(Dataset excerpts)
"""

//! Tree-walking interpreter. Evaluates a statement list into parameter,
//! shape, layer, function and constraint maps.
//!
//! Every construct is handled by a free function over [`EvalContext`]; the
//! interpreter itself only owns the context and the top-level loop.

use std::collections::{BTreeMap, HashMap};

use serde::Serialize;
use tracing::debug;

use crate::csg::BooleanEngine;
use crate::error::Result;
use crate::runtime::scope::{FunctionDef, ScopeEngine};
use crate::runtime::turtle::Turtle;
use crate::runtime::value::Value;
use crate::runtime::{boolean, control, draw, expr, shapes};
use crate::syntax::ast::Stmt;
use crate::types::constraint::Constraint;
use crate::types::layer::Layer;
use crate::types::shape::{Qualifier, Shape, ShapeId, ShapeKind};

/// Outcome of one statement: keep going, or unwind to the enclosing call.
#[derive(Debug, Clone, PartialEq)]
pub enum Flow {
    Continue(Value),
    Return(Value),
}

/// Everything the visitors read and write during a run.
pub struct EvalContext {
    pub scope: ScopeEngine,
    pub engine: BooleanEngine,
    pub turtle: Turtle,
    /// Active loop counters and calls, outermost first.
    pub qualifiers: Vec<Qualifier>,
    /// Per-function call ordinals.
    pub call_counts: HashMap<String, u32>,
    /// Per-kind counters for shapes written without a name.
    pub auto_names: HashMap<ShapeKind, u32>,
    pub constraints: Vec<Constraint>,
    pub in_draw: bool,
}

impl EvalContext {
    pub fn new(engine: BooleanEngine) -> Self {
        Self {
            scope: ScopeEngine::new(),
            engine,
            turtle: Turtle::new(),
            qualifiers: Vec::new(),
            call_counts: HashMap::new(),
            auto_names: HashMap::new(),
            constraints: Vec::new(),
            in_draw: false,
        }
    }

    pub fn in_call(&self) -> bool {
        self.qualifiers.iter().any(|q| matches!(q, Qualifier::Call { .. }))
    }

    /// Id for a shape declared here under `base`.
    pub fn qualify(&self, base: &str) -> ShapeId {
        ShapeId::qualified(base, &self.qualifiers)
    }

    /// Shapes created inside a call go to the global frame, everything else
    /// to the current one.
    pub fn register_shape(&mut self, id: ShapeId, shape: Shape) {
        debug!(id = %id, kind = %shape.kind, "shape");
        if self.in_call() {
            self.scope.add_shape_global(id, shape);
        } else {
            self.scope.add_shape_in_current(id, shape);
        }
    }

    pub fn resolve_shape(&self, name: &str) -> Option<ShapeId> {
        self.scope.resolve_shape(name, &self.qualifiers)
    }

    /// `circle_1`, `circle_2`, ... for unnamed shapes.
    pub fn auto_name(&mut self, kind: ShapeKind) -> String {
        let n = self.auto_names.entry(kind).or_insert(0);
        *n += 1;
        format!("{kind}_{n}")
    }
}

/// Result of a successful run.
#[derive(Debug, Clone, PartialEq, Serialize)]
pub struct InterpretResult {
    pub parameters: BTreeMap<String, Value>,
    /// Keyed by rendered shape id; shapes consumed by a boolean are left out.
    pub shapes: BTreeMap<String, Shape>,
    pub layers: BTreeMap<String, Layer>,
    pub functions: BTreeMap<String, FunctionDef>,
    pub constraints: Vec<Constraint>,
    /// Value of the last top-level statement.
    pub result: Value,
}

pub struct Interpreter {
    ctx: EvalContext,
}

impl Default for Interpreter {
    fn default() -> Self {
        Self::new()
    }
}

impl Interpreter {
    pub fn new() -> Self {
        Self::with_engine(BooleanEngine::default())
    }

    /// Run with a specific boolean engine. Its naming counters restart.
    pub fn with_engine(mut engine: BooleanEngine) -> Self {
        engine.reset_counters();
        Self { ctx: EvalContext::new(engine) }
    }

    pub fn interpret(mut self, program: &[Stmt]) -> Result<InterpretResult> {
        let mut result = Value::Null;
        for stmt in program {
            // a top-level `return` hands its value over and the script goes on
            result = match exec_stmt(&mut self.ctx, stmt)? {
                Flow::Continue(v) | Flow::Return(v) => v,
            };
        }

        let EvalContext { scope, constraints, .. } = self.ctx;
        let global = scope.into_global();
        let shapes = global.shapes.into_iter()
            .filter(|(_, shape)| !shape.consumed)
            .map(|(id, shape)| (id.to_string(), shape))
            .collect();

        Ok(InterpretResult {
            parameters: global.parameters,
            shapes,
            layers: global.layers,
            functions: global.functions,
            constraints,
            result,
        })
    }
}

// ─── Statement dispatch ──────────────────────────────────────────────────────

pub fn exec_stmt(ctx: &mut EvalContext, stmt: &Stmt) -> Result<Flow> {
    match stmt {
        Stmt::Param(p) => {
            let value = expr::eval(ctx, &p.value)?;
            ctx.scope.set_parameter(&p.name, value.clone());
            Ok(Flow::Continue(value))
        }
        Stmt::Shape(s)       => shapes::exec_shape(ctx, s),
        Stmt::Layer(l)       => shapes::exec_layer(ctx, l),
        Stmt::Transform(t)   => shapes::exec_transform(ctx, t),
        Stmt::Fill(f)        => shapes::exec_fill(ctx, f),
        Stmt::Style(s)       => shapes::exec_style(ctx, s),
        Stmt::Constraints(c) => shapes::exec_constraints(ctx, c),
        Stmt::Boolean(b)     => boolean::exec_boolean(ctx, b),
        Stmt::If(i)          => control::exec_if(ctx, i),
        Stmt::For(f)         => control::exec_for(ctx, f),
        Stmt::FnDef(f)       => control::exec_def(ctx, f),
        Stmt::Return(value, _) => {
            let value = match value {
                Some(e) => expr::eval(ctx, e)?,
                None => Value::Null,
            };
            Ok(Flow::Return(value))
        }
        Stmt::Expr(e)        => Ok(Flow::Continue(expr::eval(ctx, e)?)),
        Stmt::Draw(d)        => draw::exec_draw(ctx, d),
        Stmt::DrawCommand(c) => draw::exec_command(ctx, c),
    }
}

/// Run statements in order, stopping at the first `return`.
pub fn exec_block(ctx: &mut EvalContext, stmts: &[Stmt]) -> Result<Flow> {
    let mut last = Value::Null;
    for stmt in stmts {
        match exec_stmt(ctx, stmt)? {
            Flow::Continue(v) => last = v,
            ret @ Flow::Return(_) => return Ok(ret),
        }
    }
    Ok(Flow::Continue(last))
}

"""
"""

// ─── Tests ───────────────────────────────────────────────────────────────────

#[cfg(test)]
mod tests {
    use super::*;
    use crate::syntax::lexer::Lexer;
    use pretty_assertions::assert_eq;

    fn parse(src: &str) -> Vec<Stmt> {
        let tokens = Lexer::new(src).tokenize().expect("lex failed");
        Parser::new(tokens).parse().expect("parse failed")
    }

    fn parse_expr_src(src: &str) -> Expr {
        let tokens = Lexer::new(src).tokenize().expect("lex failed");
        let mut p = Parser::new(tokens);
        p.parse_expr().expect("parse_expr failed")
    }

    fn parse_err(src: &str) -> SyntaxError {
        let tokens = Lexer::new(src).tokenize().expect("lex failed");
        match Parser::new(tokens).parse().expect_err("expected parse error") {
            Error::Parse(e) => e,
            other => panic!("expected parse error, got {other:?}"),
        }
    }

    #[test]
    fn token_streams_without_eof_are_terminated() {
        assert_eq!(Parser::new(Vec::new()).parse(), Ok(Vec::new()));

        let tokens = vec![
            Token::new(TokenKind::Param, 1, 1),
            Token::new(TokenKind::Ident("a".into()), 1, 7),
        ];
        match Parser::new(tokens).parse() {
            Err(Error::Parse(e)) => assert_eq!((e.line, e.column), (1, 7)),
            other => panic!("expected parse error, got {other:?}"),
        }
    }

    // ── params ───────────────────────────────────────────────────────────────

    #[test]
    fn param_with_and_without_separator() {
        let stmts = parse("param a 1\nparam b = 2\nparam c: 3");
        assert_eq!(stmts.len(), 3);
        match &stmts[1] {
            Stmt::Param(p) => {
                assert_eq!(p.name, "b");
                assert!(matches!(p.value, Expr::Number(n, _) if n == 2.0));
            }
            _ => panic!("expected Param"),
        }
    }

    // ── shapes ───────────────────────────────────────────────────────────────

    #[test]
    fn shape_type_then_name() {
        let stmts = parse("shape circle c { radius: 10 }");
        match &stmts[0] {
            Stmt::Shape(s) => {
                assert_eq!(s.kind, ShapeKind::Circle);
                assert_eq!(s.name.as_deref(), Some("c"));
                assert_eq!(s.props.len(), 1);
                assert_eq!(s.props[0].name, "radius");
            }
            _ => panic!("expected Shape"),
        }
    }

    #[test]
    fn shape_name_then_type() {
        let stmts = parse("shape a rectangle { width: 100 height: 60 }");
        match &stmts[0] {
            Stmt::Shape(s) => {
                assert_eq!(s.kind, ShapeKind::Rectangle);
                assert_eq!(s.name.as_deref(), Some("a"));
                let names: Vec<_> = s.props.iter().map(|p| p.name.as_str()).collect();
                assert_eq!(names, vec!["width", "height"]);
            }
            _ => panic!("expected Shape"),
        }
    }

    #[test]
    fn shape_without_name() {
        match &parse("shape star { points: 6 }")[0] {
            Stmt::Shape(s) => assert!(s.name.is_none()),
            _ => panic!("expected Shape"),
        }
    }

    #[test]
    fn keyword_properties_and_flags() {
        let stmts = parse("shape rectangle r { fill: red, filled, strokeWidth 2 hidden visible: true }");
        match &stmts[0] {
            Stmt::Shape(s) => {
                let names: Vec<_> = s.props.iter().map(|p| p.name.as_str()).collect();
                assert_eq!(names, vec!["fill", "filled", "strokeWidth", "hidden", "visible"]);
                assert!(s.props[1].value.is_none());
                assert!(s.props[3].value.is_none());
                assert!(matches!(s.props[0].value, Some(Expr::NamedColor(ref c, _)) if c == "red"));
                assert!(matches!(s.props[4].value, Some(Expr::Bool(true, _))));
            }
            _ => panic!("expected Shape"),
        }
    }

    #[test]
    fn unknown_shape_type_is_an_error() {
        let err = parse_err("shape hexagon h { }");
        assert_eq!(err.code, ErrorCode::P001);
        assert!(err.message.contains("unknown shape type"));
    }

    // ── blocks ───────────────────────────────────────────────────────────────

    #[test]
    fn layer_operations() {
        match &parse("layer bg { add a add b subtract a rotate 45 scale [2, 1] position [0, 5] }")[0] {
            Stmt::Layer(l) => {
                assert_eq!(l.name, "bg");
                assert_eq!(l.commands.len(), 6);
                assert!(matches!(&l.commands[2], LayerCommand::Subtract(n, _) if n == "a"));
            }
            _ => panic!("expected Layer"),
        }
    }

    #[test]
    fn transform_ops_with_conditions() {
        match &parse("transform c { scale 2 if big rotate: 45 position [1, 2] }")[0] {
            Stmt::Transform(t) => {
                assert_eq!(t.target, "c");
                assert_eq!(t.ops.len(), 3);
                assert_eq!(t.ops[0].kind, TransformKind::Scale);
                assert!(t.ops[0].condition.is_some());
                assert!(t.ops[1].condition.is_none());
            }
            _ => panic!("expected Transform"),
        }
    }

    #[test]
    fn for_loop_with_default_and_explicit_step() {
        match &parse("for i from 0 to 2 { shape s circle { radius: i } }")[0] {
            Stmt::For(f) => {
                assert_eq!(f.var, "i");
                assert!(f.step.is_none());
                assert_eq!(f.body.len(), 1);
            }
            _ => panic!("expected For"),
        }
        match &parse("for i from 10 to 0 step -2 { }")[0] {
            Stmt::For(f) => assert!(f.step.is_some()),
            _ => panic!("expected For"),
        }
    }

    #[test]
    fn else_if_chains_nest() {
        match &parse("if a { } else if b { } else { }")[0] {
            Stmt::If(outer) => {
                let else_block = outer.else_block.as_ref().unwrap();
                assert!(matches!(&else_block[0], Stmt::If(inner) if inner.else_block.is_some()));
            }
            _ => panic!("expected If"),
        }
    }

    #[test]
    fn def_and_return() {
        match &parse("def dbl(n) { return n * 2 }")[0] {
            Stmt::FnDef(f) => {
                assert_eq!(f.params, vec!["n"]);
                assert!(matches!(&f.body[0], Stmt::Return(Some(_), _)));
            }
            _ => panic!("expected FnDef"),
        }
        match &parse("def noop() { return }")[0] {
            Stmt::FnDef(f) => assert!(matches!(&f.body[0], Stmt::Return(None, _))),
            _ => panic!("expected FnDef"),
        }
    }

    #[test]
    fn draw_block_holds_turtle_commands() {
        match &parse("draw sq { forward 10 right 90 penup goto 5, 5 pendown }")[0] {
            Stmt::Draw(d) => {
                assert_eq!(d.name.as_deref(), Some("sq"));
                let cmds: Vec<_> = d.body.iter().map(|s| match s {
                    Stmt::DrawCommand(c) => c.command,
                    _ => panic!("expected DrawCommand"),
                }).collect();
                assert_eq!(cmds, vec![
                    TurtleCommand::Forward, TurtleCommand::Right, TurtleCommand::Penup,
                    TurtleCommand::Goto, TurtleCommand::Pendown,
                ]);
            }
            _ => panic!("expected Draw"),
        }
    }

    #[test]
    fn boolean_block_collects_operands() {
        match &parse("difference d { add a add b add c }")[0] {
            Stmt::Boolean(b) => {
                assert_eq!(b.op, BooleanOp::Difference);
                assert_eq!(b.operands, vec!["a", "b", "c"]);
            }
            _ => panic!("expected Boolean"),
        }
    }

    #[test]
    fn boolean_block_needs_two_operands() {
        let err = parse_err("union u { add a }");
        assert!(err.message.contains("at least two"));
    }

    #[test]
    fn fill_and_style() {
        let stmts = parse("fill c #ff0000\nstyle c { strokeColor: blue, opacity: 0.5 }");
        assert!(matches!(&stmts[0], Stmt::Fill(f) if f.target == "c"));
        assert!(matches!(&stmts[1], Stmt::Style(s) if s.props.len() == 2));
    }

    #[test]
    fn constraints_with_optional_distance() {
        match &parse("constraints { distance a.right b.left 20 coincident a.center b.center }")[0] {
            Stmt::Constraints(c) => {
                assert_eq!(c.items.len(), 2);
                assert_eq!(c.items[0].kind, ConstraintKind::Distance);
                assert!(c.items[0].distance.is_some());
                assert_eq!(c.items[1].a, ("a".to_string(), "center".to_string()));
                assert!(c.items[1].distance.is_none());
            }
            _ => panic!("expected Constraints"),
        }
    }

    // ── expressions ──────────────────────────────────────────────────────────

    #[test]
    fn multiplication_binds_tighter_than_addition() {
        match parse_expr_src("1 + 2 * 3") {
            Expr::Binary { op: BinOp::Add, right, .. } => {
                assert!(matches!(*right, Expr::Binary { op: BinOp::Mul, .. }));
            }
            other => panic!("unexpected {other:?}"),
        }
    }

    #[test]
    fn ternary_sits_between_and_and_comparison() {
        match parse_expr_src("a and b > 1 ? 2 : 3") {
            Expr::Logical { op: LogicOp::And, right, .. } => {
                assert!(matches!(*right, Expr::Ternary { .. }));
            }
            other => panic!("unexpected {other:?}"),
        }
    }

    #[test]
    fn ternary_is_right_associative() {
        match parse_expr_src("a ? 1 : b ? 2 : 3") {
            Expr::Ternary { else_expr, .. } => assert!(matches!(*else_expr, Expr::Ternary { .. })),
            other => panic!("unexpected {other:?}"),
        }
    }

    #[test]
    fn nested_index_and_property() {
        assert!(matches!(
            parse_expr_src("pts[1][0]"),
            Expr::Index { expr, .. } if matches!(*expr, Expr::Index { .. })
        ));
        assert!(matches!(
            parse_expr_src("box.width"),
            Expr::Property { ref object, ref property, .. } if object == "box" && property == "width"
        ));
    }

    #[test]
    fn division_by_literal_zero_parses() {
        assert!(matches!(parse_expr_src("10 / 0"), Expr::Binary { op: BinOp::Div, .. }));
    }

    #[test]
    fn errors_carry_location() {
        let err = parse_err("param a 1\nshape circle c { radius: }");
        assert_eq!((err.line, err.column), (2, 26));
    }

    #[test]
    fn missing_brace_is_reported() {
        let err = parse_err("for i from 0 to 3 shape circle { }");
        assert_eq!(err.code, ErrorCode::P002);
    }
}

"""

(Work required): What lines of the preceding data include the string "scope"? Pull them out.

(Solution to the exercise):
use crate::runtime::scope::{FunctionDef, ScopeEngine};
    pub scope: ScopeEngine,
            scope: ScopeEngine::new(),
            self.scope.add_shape_global(id, shape);
            self.scope.add_shape_in_current(id, shape);
        self.scope.resolve_shape(name, &self.qualifiers)
        let EvalContext { scope, constraints, .. } = self.ctx;
        let global = scope.into_global();
            ctx.scope.set_parameter(&p.name, value.clone());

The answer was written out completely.